El virreinato del Perú —centro del poder español en Sudamérica desde hacía dos siglos y medio— comenzaba a mostrar las grietas de su propia estructura. Las reformas borbónicas, impuestas por Carlos III, pretendían ordenar el caos administrativo, aumentar los ingresos de la Corona y someter los territorios coloniales a un control más directo. En la práctica significaron impuestos más altos, censos más intrusivos y una red de aduanas interiores que asfixiaban el comercio local.

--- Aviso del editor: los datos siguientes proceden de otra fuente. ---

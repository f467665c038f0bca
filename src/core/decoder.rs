//! Contract-notification decoding.
//!
//! Turns the heterogeneous `states` vectors found in block events into
//! uniform [`TransferRecord`]s. Three encoding conventions exist:
//!
//! - native coin/gas contracts push plain values: a literal `"transfer"`
//!   name, base58-check addresses and a JSON integer amount;
//! - generic token contracts push hex: a hex-encoded ASCII name, hex
//!   addresses used verbatim and a hex little-endian big-int amount;
//! - one specific token deployment additionally emits `increasePAX` /
//!   `decreasePAX` pseudo-events for mints and burns.
//!
//! Malformed notifications are dropped, never propagated as errors: one
//! unknown event shape must not stall block synchronisation.

use crate::chain::TxEvent;
use crate::config::{ContractKind, IndexerConfig, ZERO_ADDRESS};
use num_bigint::BigUint;
use serde_json::Value;
use sha2::{Digest, Sha256};
use std::sync::Arc;
use tracing::debug;

/// Event name shared by all three conventions.
pub const TRANSFER_EVENT: &str = "transfer";
/// Mint pseudo-event of the quirk contract.
pub const INCREASE_PAX_EVENT: &str = "increasePAX";
/// Burn pseudo-event of the quirk contract.
pub const DECREASE_PAX_EVENT: &str = "decreasePAX";

/// The one generic-token deployment that emits the PAX pseudo-events.
pub const PAX_CONTRACT: &str = "6bbc07bae862db0d7867e4e5b1a13c663e2b4bc8";

/// Version byte of base58-check account addresses.
const ADDRESS_VERSION: u8 = 0x17;

/// Uniform transfer produced by the decoder.
#[derive(Debug, Clone, PartialEq, Eq)]
pub struct TransferRecord {
    pub tx_hash: String,
    pub contract: String,
    /// Source-encoded event name (`transfer`, `increasePAX`, `decreasePAX`).
    pub name: String,
    /// Sender address, 40-char hex; [`ZERO_ADDRESS`] for mints.
    pub from: String,
    /// Receiver address, 40-char hex; [`ZERO_ADDRESS`] for burns.
    pub to: String,
    pub amount: u64,
}

/// Decoder over the configured monitored-contract set.
pub struct EventDecoder {
    config: Arc<IndexerConfig>,
}

impl EventDecoder {
    pub fn new(config: Arc<IndexerConfig>) -> Self {
        Self { config }
    }

    /// Extracts every decodable transfer from one transaction's
    /// notifications, in source order.
    pub fn transfers_from_tx(&self, evt: &TxEvent) -> Vec<TransferRecord> {
        let mut transfers = Vec::new();
        for notification in &evt.notify {
            if !self.config.is_monitored(&notification.contract) {
                continue;
            }
            let Some(states) = notification.states.as_array() else {
                continue;
            };
            if states.len() != 4 {
                continue;
            }
            let decoded = match self.config.kind_of(&notification.contract) {
                ContractKind::NativeCoin | ContractKind::NativeGas => decode_native(states),
                ContractKind::Token => decode_token(&notification.contract, states),
                ContractKind::Unknown => None,
            };
            match decoded {
                Some((name, from, to, amount)) => transfers.push(TransferRecord {
                    tx_hash: evt.tx_hash.clone(),
                    contract: notification.contract.clone(),
                    name,
                    from,
                    to,
                    amount,
                }),
                None => {
                    debug!(
                        tx_hash = %evt.tx_hash,
                        contract = %notification.contract,
                        "dropped undecodable notification"
                    );
                }
            }
        }
        transfers
    }
}

/// Native convention: `["transfer", base58(from), base58(to), amount]`.
fn decode_native(states: &[Value]) -> Option<(String, String, String, u64)> {
    if states[0].as_str()? != TRANSFER_EVENT {
        return None;
    }
    let from = address_from_base58(states[1].as_str()?)?;
    let to = address_from_base58(states[2].as_str()?)?;
    let amount = states[3].as_u64()?;
    Some((TRANSFER_EVENT.to_string(), from, to, amount))
}

/// Generic-token convention: every state is a hex string. The quirk
/// contract additionally understands its mint/burn pseudo-events.
fn decode_token(contract: &str, states: &[Value]) -> Option<(String, String, String, u64)> {
    let name = ascii_from_hex(states[0].as_str()?)?;
    if contract != PAX_CONTRACT {
        if name != TRANSFER_EVENT {
            return None;
        }
        let from = states[1].as_str()?.to_string();
        let to = states[2].as_str()?.to_string();
        let amount = u64_from_le_hex(states[3].as_str()?)?;
        return Some((name, from, to, amount));
    }
    match name.as_str() {
        TRANSFER_EVENT => {
            let from = states[1].as_str()?.to_string();
            let to = states[2].as_str()?.to_string();
            let amount = u64_from_le_hex(states[3].as_str()?)?;
            Some((name, from, to, amount))
        }
        INCREASE_PAX_EVENT => {
            let to = states[1].as_str()?.to_string();
            let amount = u64_from_le_hex(states[2].as_str()?)?;
            Some((name, ZERO_ADDRESS.to_string(), to, amount))
        }
        DECREASE_PAX_EVENT => {
            let from = states[1].as_str()?.to_string();
            let amount = u64_from_le_hex(states[3].as_str()?)?;
            Some((name, from, ZERO_ADDRESS.to_string(), amount))
        }
        _ => None,
    }
}

/// Converts a base58-check address (1 version byte, 20 payload bytes,
/// 4 checksum bytes of double-SHA256) to canonical 40-char hex. The hex
/// form shows the payload in reversed byte order.
pub fn address_from_base58(encoded: &str) -> Option<String> {
    let bytes = bs58::decode(encoded).into_vec().ok()?;
    if bytes.len() != 25 {
        return None;
    }
    let (body, checksum) = bytes.split_at(21);
    let digest = Sha256::digest(Sha256::digest(body));
    if digest[..4] != *checksum {
        return None;
    }
    let mut payload = body[1..].to_vec();
    payload.reverse();
    Some(hex::encode(payload))
}

/// Inverse of [`address_from_base58`]; `hex_addr` must be 40 hex chars.
pub fn address_to_base58(hex_addr: &str) -> Option<String> {
    let mut payload = hex::decode(hex_addr).ok()?;
    if payload.len() != 20 {
        return None;
    }
    payload.reverse();
    let mut data = Vec::with_capacity(25);
    data.push(ADDRESS_VERSION);
    data.extend_from_slice(&payload);
    let digest = Sha256::digest(Sha256::digest(&data));
    data.extend_from_slice(&digest[..4]);
    Some(bs58::encode(data).into_string())
}

/// Decodes a hex string whose bytes are ASCII text (event names, symbols).
pub fn ascii_from_hex(encoded: &str) -> Option<String> {
    let bytes = hex::decode(encoded).ok()?;
    String::from_utf8(bytes).ok()
}

/// Decodes a hex-encoded little-endian big-int, keeping the low 64 bits
/// the way the contract VM narrows integers.
pub fn u64_from_le_hex(encoded: &str) -> Option<u64> {
    let bytes = hex::decode(encoded).ok()?;
    let big = BigUint::from_bytes_le(&bytes);
    Some(big.to_u64_digits().first().copied().unwrap_or(0))
}

/// Renders transfers as the persisted notify JSON: an array of
/// `[name, from, to, amount]` tuples.
pub fn notify_json(transfers: &[TransferRecord]) -> String {
    let tuples: Vec<Value> = transfers
        .iter()
        .map(|t| serde_json::json!([t.name, t.from, t.to, t.amount]))
        .collect();
    Value::Array(tuples).to_string()
}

El sur, que vivía del intercambio entre Cusco, Arequipa y el Alto Perú, se vio atrapado entre esas barreras. Las caravanas de arrieros debían pagar por cada paso, por cada arroba de coca o de charqui. Las aduanas de Tinta, Lampa y Puno se convirtieron en símbolos del abuso. Los corregidores —funcionarios reales encargados de recaudar y gobernar— multiplicaron los cobros y los castigos. El reparto mercantil, que los obligaba a vender productos europeos a las comunidades indígenas, se transformó en una forma de extorsión legalizada.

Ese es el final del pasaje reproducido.